== Segment start ==

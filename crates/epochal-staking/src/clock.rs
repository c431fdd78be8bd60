//! # Epoch Clock
//!
//! Maps wall-clock time onto weekly accounting epochs.
//!
//! ```text
//! genesis                genesis + W            genesis + 2W
//!    |--------- epoch 1 -------|-------- epoch 2 -------|---- ...
//! ```
//!
//! Every component of an engine shares one [`EpochClock`], and so one
//! genesis. Time itself comes from a [`Clock`], sampled once per operation.

use crate::constants::WEEK;
use crate::types::{Epoch, Timestamp};
use serde::{Deserialize, Serialize};
use std::sync::atomic::{AtomicU64, Ordering};

/// Source of wall-clock time
pub trait Clock: Send + Sync {
    /// Current UNIX time in seconds
    fn now(&self) -> Timestamp;
}

/// Clock backed by the system time
#[derive(Clone, Copy, Debug, Default)]
pub struct SystemClock;

impl Clock for SystemClock {
    fn now(&self) -> Timestamp {
        chrono::Utc::now().timestamp().max(0) as Timestamp
    }
}

/// A deterministic clock for testing.
///
/// Time only advances when you tell it to.
#[derive(Debug, Default)]
pub struct ManualClock {
    current: AtomicU64,
}

impl ManualClock {
    pub fn new(initial_secs: Timestamp) -> Self {
        Self {
            current: AtomicU64::new(initial_secs),
        }
    }

    /// Advance time by a number of seconds
    pub fn advance(&self, secs: u64) {
        self.current.fetch_add(secs, Ordering::SeqCst);
    }

    /// Set the time to a specific value
    pub fn set(&self, secs: Timestamp) {
        self.current.store(secs, Ordering::SeqCst);
    }
}

impl Clock for ManualClock {
    fn now(&self) -> Timestamp {
        self.current.load(Ordering::SeqCst)
    }
}

/// Pure mapping between timestamps and epochs
#[derive(Clone, Copy, Debug, PartialEq, Eq, Serialize, Deserialize)]
pub struct EpochClock {
    /// Start of epoch 1 (UNIX seconds)
    genesis: Timestamp,
}

impl EpochClock {
    /// Create a clock anchored at `genesis`
    pub fn new(genesis: Timestamp) -> Self {
        Self { genesis }
    }

    /// Clock anchored at midnight UTC of a calendar date
    pub fn from_date(year: i32, month: u32, day: u32) -> Option<Self> {
        let genesis = chrono::NaiveDate::from_ymd_opt(year, month, day)?
            .and_hms_opt(0, 0, 0)?
            .and_utc()
            .timestamp();
        u64::try_from(genesis).ok().map(Self::new)
    }

    /// Genesis timestamp
    pub fn genesis(&self) -> Timestamp {
        self.genesis
    }

    /// Epoch containing `now`. Times before genesis belong to epoch 1.
    pub fn current_epoch(&self, now: Timestamp) -> Epoch {
        now.saturating_sub(self.genesis) / WEEK + 1
    }

    /// Start time of `epoch` (epoch 0 is treated as epoch 1)
    pub fn epoch_start(&self, epoch: Epoch) -> Timestamp {
        self.genesis
            .saturating_add(epoch.saturating_sub(1).saturating_mul(WEEK))
    }

    /// End time of `epoch` (exclusive)
    pub fn epoch_end(&self, epoch: Epoch) -> Timestamp {
        self.epoch_start(epoch).saturating_add(WEEK)
    }

    /// First epoch whose start is at or after `start_time`.
    ///
    /// A stake opened at `start_time` takes part in this epoch and every
    /// later one.
    pub fn first_eligible_epoch(&self, start_time: Timestamp) -> Epoch {
        let epoch = self.current_epoch(start_time);
        if self.epoch_start(epoch) >= start_time {
            epoch
        } else {
            epoch + 1
        }
    }
}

== Segment end ==

TRY IT
Write the material out exactly, with nothing left out.

RESPONSE BOX
filename crates/epochal-staking/src/clock.rs
repository c431fdd78be8bd60
//! # Epoch Clock
//!
//! Maps wall-clock time onto weekly accounting epochs.
//!
//! ```text
//! genesis                genesis + W            genesis + 2W
//!    |--------- epoch 1 -------|-------- epoch 2 -------|---- ...
//! ```
//!
//! Every component of an engine shares one [`EpochClock`], and so one
//! genesis. Time itself comes from a [`Clock`], sampled once per operation.

use crate::constants::WEEK;
use crate::types::{Epoch, Timestamp};
use serde::{Deserialize, Serialize};
use std::sync::atomic::{AtomicU64, Ordering};

/// Source of wall-clock time
pub trait Clock: Send + Sync {
    /// Current UNIX time in seconds
    fn now(&self) -> Timestamp;
}

/// Clock backed by the system time
#[derive(Clone, Copy, Debug, Default)]
pub struct SystemClock;

impl Clock for SystemClock {
    fn now(&self) -> Timestamp {
        chrono::Utc::now().timestamp().max(0) as Timestamp
    }
}

/// A deterministic clock for testing.
///
/// Time only advances when you tell it to.
#[derive(Debug, Default)]
pub struct ManualClock {
    current: AtomicU64,
}

impl ManualClock {
    pub fn new(initial_secs: Timestamp) -> Self {
        Self {
            current: AtomicU64::new(initial_secs),
        }
    }

    /// Advance time by a number of seconds
    pub fn advance(&self, secs: u64) {
        self.current.fetch_add(secs, Ordering::SeqCst);
    }

    /// Set the time to a specific value
    pub fn set(&self, secs: Timestamp) {
        self.current.store(secs, Ordering::SeqCst);
    }
}

impl Clock for ManualClock {
    fn now(&self) -> Timestamp {
        self.current.load(Ordering::SeqCst)
    }
}

/// Pure mapping between timestamps and epochs
#[derive(Clone, Copy, Debug, PartialEq, Eq, Serialize, Deserialize)]
pub struct EpochClock {
    /// Start of epoch 1 (UNIX seconds)
    genesis: Timestamp,
}

impl EpochClock {
    /// Create a clock anchored at `genesis`
    pub fn new(genesis: Timestamp) -> Self {
        Self { genesis }
    }

    /// Clock anchored at midnight UTC of a calendar date
    pub fn from_date(year: i32, month: u32, day: u32) -> Option<Self> {
        let genesis = chrono::NaiveDate::from_ymd_opt(year, month, day)?
            .and_hms_opt(0, 0, 0)?
            .and_utc()
            .timestamp();
        u64::try_from(genesis).ok().map(Self::new)
    }

    /// Genesis timestamp
    pub fn genesis(&self) -> Timestamp {
        self.genesis
    }

    /// Epoch containing `now`. Times before genesis belong to epoch 1.
    pub fn current_epoch(&self, now: Timestamp) -> Epoch {
        now.saturating_sub(self.genesis) / WEEK + 1
    }

    /// Start time of `epoch` (epoch 0 is treated as epoch 1)
    pub fn epoch_start(&self, epoch: Epoch) -> Timestamp {
        self.genesis
            .saturating_add(epoch.saturating_sub(1).saturating_mul(WEEK))
    }

    /// End time of `epoch` (exclusive)
    pub fn epoch_end(&self, epoch: Epoch) -> Timestamp {
        self.epoch_start(epoch).saturating_add(WEEK)
    }

    /// First epoch whose start is at or after `start_time`.
    ///
    /// A stake opened at `start_time` takes part in this epoch and every
    /// later one.
    pub fn first_eligible_epoch(&self, start_time: Timestamp) -> Epoch {
        let epoch = self.current_epoch(start_time);
        if self.epoch_start(epoch) >= start_time {
            epoch
        } else {
            epoch + 1
        }
    }
}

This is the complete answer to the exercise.